Error message in running multilevel CFA

Hi Guys, I am running the multilevel CFA for my thesis and I encounter the following problem.

Here is my Rsutdio syntax:

Title: Multilevel CFA

Data <- read.csv("Data_Within Person Original.csv")

twolevel <- '
level: 1
WFSSB =~ Q1+Q2+Q3+Q4+Q5+Q6+Q7+Q8+Q19+Q10+Q11+Q12+Q13+Q14
WWFBS =~ Q15+Q16+Q17+Q18
WWP =~ Q19+Q20+Q21+Q22
WBI =~ Q23+Q24+Q25+Q26+Q27+Q28+Q29+Q30
WPSEP =~ Q31+Q32+Q33+Q34+Q35+Q36+Q37
WNSEP =~ Q38+Q39+Q40+Q41+Q42+Q43
WPRS =~ Q44+Q45+Q46+Q47+Q48+Q49+Q50
WPAWB =~ Q51+Q52+Q53+Q54+Q55+Q56+Q57+Q58+Q59+Q60

level: 2
BGen =~ FSSB+WFBS+WP+BI+PSEP+NSEP+PRS+PAWB
'

results <- cfa(twolevel, data = Data, cluster = 'ID')
summary(results, fit.measures = TRUE, standardized = TRUE)

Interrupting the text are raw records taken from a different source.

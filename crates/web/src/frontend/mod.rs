//! Leptos integration.

pub mod guard;

use std::rc::Rc;

use leptos::*;

use campusgate_auth::{GateConfig, Gatekeeper, StoreError};

use crate::browser::browser_gatekeeper;

/// Build the browser [`Gatekeeper`] and make it available to descendants
/// (`ProtectedRoute`, `use_gatekeeper`).
pub fn provide_gatekeeper(config: GateConfig) -> Result<Rc<Gatekeeper>, StoreError> {
    let gatekeeper = Rc::new(browser_gatekeeper(config)?);
    provide_context(Rc::clone(&gatekeeper));
    Ok(gatekeeper)
}

pub fn use_gatekeeper() -> Rc<Gatekeeper> {
    expect_context::<Rc<Gatekeeper>>()
}

/// Logout action for buttons and menus.
pub fn use_logout() -> impl Fn() + Clone + 'static {
    let gatekeeper = use_gatekeeper();
    move || {
        if let Err(err) = gatekeeper.logout() {
            tracing::warn!(error = %err, "logout did not complete cleanly");
        }
    }
}
//! Login/logout: the only regular writers of the credential bundle.

use chrono::{DateTime, Utc};
use thiserror::Error;

use crate::keys;
use crate::profile::Profile;
use crate::store::{CredentialStore, StoreError};
use crate::Role;

/// Change notification emitted after the credential bundle is written or
/// removed.
#[derive(Debug, Clone, PartialEq, Eq)]
pub enum AuthEvent {
    /// Generic storage change, visible to other tabs.
    StorageChanged { at: DateTime<Utc> },

    /// App-level auth change for same-tab reactive updates.
    AuthStateChanged {
        role: Option<Role>,
        at: DateTime<Utc>,
    },
}

impl AuthEvent {
    pub fn is_storage_changed(&self) -> bool {
        matches!(self, AuthEvent::StorageChanged { .. })
    }

    pub fn is_auth_state_changed(&self) -> bool {
        matches!(self, AuthEvent::AuthStateChanged { .. })
    }
}

/// Sink for [`AuthEvent`]s. Delivery is best-effort and infallible from the
/// caller's point of view.
pub trait AuthEvents {
    fn emit(&self, event: &AuthEvent);
}

#[derive(Debug, Error, Clone, PartialEq, Eq)]
#[error("navigation failed: {0}")]
pub struct NavigationError(pub String);

/// Full-page navigation primitive.
///
/// Implementations must discard all in-memory application state (a document
/// reload), not perform a client-side route transition.
pub trait Navigator {
    fn hard_navigate(&self, path: &str) -> Result<(), NavigationError>;
}

#[derive(Debug, Error)]
pub enum AuthError {
    /// Storage rejected a write or removal. Earlier writes are not rolled back.
    #[error("credential storage failed: {0}")]
    StorageWrite(#[from] StoreError),

    #[error("profile could not be serialized: {0}")]
    Profile(#[from] serde_json::Error),

    #[error(transparent)]
    Navigation(#[from] NavigationError),
}

/// Writes and clears the credential bundle.
pub struct AuthLifecycle<'a> {
    store: &'a CredentialStore,
    events: &'a dyn AuthEvents,
    navigator: &'a dyn Navigator,
    root_path: &'a str,
}

impl<'a> AuthLifecycle<'a> {
    pub fn new(
        store: &'a CredentialStore,
        events: &'a dyn AuthEvents,
        navigator: &'a dyn Navigator,
        root_path: &'a str,
    ) -> Self {
        Self {
            store,
            events,
            navigator,
            root_path,
        }
    }

    /// Persist a freshly issued credential bundle.
    ///
    /// Every enumerated alias is removed before anything is written, so a
    /// token left by a previous login under another role can never win the
    /// session alias probe. Writes are not transactional: a failure part way
    /// leaves the bundle partially written and is returned as-is.
    pub fn store(&self, token: &str, profile: &Profile) -> Result<(), AuthError> {
        self.store.clear(keys::all_keys())?;
        self.store.clear_session(keys::all_keys())?;

        let role = profile.role();
        let profile_json = profile.to_json()?;
        let scratch: Vec<(&str, String)> = keys::PROFILE_SCRATCH_FIELDS
            .iter()
            .filter_map(|&field| profile.scratch_value(field).map(|value| (field, value)))
            .collect();

        let mut entries: Vec<(&str, &str)> = vec![
            (keys::TOKEN, token),
            (keys::USER, profile_json.as_str()),
            (keys::USER_ROLE, profile.role.as_str()),
        ];
        if let Some((token_key, profile_key)) = keys::role_aliases(&role) {
            entries.push((token_key, token));
            entries.push((profile_key, profile_json.as_str()));
        }
        entries.extend(scratch.iter().map(|(field, value)| (*field, value.as_str())));

        self.store.set_many(entries)?;

        tracing::info!(role = %role, "credential bundle stored");
        emit_changed(self.events, Some(role));
        Ok(())
    }

    /// Log out: purge the credential bundle, then reload the document at the
    /// root path.
    ///
    /// The navigation is attempted exactly once, even when some key could not
    /// be removed. A storage error takes precedence over a navigation error;
    /// the latter is then only logged.
    pub fn clear(&self) -> Result<(), AuthError> {
        let purged = Self::purge_with(self.store, self.events);
        let navigated = self.navigator.hard_navigate(self.root_path);
        match (&purged, &navigated) {
            (Err(_), Err(nav)) => tracing::warn!(error = %nav, "logout navigation failed"),
            (_, Ok(())) => tracing::info!(path = self.root_path, "logged out"),
            (Ok(()), Err(_)) => {}
        }
        purged?;
        navigated?;
        Ok(())
    }

    /// Purge without navigating.
    pub fn purge(&self) -> Result<(), StoreError> {
        Self::purge_with(self.store, self.events)
    }

    /// Remove every enumerated key from persistent storage, wipe session
    /// storage, and emit both change signals.
    pub(crate) fn purge_with(
        store: &CredentialStore,
        events: &dyn AuthEvents,
    ) -> Result<(), StoreError> {
        let persistent = store.clear(keys::all_keys());
        let session = store.clear_session_all();
        emit_changed(events, None);
        persistent.and(session)
    }
}

fn emit_changed(events: &dyn AuthEvents, role: Option<Role>) {
    let at = Utc::now();
    events.emit(&AuthEvent::StorageChanged { at });
    events.emit(&AuthEvent::AuthStateChanged { role, at });
}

The variables in level 1 are within-person variables and I use gender as the between-person variable. When I run the syntax, it shows the following message:

Error in lav_data_full(data = data, group = group, cluster = cluster, :
lavaan ERROR
Some between-level (only) variables have non-zero variance at the within-level. Please double-check your data.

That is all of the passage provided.